GRK 2 Il plasmide Double Nickase (m) consiste in una coppia di plasmidi ingegnerizzati per l'editing ad alta specificità del locus Grk2 nelle linee cellulari mouse. Ciascun plasmide esprime una nickasi Cas9 D10A e un sgRNA distinto che prende di mira filamenti di DNA opposti all'interno di Grk2. Quando indirizzate verso siti adiacenti su filamenti di DNA opposti, le due nickasi generano tagli a filamento singolo sfalsati che insieme producono una rottura a doppio filamento sfalsata, richiedendo un'attività coordinata sul bersaglio da entrambe le guide. La rottura del DNA risultante viene risolta da vie di riparazione cellulare endogene, più comunemente attraverso la giunzione non omologa delle estremità (NHEJ), portando a inserzioni o delezioni che interrompono la funzione di Grk2. Richiedendo il coinvolgimento di due sgRNA nel locus bersaglio, l'approccio a doppia nickasi migliora la specificità dell'editing e fornisce una strategia CRISPR complementare per applicazioni in cui è desiderato un controllo aggiuntivo sulla precisione del targeting.

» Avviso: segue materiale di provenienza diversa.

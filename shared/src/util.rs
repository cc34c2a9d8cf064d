/// Trimmed value, `None` when blank. HTML forms submit empty strings for
/// untouched optional fields.
pub fn non_blank(value: Option<String>) -> Option<String> {
    value
        .map(|v| v.trim().to_string())
        .filter(|v| !v.is_empty())
}

#[cfg(test)]
mod tests {
    use super::*;

    #[test]
    fn test_non_blank() {
        assert_eq!(non_blank(Some("  Acme ".to_string())), Some("Acme".to_string()));
        assert_eq!(non_blank(Some("   ".to_string())), None);
        assert_eq!(non_blank(None), None);
    }
}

Per supportare l'identificazione efficiente delle cellule modificate, un plasmide codifica la GFP per la visualizzazione fluorescente delle popolazioni trasfettate, mentre il plasmide di accompagnamento porta un gene di resistenza alla puromicina per la selezione antibiotica. Insieme, queste caratteristiche supportano l'arricchimento efficiente delle popolazioni co-trasfettate e semplificano la convalida dei cloni con Grk2 interrotto.
Solo per uso di ricerca. Non destinato a uso diagnostico o terapeutico.